YOUR INSTRUCTIONS | Going down the listing below, print exactly each line from the one with "request, when the provider reports it." up to and including the one with "pub fn with_reported_cost(mut", and skip the rest.

EXTRACTED DATA |
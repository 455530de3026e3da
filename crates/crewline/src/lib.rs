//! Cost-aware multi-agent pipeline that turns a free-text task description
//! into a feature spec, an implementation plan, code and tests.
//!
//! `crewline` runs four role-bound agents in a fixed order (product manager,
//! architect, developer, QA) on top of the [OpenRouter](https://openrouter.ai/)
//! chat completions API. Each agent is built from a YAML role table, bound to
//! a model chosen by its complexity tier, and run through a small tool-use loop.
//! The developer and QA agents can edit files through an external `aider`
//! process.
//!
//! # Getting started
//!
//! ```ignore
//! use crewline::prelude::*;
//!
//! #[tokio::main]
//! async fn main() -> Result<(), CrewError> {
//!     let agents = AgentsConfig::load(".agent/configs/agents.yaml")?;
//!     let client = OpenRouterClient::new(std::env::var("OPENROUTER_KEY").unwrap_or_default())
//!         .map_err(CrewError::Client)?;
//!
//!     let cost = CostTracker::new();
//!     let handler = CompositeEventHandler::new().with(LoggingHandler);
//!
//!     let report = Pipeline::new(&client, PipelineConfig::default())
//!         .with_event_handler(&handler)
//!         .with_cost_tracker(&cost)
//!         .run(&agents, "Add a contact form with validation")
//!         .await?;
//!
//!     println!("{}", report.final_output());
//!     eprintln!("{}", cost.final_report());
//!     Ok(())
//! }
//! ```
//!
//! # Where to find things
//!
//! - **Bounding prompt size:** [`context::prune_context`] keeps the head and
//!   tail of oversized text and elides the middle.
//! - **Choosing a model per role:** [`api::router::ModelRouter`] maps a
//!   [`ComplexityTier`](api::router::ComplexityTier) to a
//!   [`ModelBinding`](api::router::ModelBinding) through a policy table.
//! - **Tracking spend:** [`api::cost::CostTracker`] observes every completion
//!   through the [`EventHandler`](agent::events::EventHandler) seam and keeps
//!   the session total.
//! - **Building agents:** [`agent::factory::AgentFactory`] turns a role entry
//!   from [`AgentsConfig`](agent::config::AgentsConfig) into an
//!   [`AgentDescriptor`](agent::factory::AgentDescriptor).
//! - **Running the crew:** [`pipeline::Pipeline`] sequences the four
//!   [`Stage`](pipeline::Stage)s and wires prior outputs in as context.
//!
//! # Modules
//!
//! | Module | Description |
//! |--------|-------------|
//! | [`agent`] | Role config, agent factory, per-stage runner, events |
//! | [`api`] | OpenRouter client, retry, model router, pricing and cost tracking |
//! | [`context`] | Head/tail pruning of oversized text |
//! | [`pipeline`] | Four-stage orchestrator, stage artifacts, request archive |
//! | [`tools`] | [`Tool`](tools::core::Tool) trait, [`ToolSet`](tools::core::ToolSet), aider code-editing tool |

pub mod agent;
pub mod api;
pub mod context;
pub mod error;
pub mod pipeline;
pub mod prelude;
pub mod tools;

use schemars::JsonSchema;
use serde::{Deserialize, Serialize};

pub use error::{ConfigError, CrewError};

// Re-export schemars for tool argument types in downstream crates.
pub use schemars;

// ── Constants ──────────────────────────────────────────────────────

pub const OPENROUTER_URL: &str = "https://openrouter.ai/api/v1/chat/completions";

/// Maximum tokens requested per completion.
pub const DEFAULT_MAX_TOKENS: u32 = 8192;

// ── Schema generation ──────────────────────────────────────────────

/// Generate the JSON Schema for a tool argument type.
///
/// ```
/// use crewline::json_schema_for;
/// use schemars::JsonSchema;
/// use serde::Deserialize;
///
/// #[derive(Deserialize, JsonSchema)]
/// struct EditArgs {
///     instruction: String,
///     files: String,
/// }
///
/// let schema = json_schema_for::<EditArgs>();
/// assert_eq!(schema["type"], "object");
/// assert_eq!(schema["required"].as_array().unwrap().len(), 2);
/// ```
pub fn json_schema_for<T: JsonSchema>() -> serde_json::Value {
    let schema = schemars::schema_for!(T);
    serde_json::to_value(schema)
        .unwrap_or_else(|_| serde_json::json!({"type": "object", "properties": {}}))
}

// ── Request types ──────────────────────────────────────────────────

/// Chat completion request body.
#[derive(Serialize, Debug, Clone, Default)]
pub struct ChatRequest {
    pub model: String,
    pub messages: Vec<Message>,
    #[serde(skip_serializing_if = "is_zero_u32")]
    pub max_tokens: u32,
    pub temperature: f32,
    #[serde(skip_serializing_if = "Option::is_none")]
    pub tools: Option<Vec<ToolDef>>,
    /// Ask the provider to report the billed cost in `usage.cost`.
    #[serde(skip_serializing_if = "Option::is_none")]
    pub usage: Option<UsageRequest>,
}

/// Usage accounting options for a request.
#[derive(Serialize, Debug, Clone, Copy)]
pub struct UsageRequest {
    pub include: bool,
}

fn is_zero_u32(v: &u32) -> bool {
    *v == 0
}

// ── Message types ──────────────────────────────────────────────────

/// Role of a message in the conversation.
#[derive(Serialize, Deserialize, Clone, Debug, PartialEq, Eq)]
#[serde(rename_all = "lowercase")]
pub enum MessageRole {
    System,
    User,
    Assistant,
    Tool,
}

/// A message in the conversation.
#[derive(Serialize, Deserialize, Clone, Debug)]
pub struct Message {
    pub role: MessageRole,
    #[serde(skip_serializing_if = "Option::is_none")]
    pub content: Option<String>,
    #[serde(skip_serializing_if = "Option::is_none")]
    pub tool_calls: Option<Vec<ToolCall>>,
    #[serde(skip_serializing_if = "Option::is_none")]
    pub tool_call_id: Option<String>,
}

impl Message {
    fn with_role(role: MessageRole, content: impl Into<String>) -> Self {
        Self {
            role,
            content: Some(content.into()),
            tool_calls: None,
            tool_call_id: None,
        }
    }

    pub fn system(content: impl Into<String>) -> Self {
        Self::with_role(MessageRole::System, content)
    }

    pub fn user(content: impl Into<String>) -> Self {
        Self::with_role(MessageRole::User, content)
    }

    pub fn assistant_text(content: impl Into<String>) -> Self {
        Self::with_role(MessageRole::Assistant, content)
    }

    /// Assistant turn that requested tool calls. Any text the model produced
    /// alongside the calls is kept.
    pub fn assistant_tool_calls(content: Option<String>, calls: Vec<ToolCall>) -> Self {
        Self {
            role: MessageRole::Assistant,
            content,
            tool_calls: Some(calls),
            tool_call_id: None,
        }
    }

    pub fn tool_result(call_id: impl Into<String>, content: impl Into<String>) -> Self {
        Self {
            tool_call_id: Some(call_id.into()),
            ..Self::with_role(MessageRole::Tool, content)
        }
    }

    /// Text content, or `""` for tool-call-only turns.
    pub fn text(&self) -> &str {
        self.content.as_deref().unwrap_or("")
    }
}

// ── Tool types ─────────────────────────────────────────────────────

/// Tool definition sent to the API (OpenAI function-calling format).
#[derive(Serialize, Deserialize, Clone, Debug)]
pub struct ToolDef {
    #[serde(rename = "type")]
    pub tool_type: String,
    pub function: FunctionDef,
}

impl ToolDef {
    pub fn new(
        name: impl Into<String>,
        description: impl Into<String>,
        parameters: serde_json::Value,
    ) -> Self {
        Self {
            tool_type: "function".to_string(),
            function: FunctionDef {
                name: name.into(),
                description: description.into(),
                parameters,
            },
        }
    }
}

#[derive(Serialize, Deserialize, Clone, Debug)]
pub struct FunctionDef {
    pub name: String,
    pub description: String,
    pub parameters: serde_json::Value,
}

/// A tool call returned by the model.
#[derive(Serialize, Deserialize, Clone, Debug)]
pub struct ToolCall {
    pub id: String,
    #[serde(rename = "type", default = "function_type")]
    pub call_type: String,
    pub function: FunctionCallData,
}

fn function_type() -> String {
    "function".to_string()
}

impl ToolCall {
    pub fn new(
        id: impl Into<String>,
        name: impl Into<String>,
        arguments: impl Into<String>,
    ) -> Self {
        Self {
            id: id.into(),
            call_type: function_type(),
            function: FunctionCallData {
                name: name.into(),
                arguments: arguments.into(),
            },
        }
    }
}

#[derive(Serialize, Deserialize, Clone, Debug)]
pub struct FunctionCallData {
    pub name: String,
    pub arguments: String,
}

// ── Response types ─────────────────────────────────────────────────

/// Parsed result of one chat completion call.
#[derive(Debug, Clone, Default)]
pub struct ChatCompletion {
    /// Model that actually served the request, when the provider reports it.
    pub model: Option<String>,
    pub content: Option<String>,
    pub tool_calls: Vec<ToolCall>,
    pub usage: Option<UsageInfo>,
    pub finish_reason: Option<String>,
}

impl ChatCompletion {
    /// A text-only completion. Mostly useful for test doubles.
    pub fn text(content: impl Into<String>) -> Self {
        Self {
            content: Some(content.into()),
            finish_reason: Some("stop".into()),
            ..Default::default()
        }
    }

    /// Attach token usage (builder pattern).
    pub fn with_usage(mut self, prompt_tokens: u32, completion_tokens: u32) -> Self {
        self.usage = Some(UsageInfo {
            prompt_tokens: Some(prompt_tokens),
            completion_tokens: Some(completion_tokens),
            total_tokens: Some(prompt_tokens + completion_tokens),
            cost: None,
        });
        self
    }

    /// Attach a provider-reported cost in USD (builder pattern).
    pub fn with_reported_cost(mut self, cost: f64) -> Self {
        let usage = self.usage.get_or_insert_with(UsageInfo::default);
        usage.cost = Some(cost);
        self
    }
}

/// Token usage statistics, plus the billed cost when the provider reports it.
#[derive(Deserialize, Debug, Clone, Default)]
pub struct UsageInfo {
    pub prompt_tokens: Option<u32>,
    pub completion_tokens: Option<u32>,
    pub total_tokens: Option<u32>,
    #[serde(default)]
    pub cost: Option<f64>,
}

YOUR SOLUTION |
    /// Model that actually served the request, when the provider reports it.
    pub model: Option<String>,
    pub content: Option<String>,
    pub tool_calls: Vec<ToolCall>,
    pub usage: Option<UsageInfo>,
    pub finish_reason: Option<String>,
}

impl ChatCompletion {
    /// A text-only completion. Mostly useful for test doubles.
    pub fn text(content: impl Into<String>) -> Self {
        Self {
            content: Some(content.into()),
            finish_reason: Some("stop".into()),
            ..Default::default()
        }
    }

    /// Attach token usage (builder pattern).
    pub fn with_usage(mut self, prompt_tokens: u32, completion_tokens: u32) -> Self {
        self.usage = Some(UsageInfo {
            prompt_tokens: Some(prompt_tokens),
            completion_tokens: Some(completion_tokens),
            total_tokens: Some(prompt_tokens + completion_tokens),
            cost: None,
        });
        self
    }

    /// Attach a provider-reported cost in USD (builder pattern).
    pub fn with_reported_cost(mut self, cost: f64) -> Self {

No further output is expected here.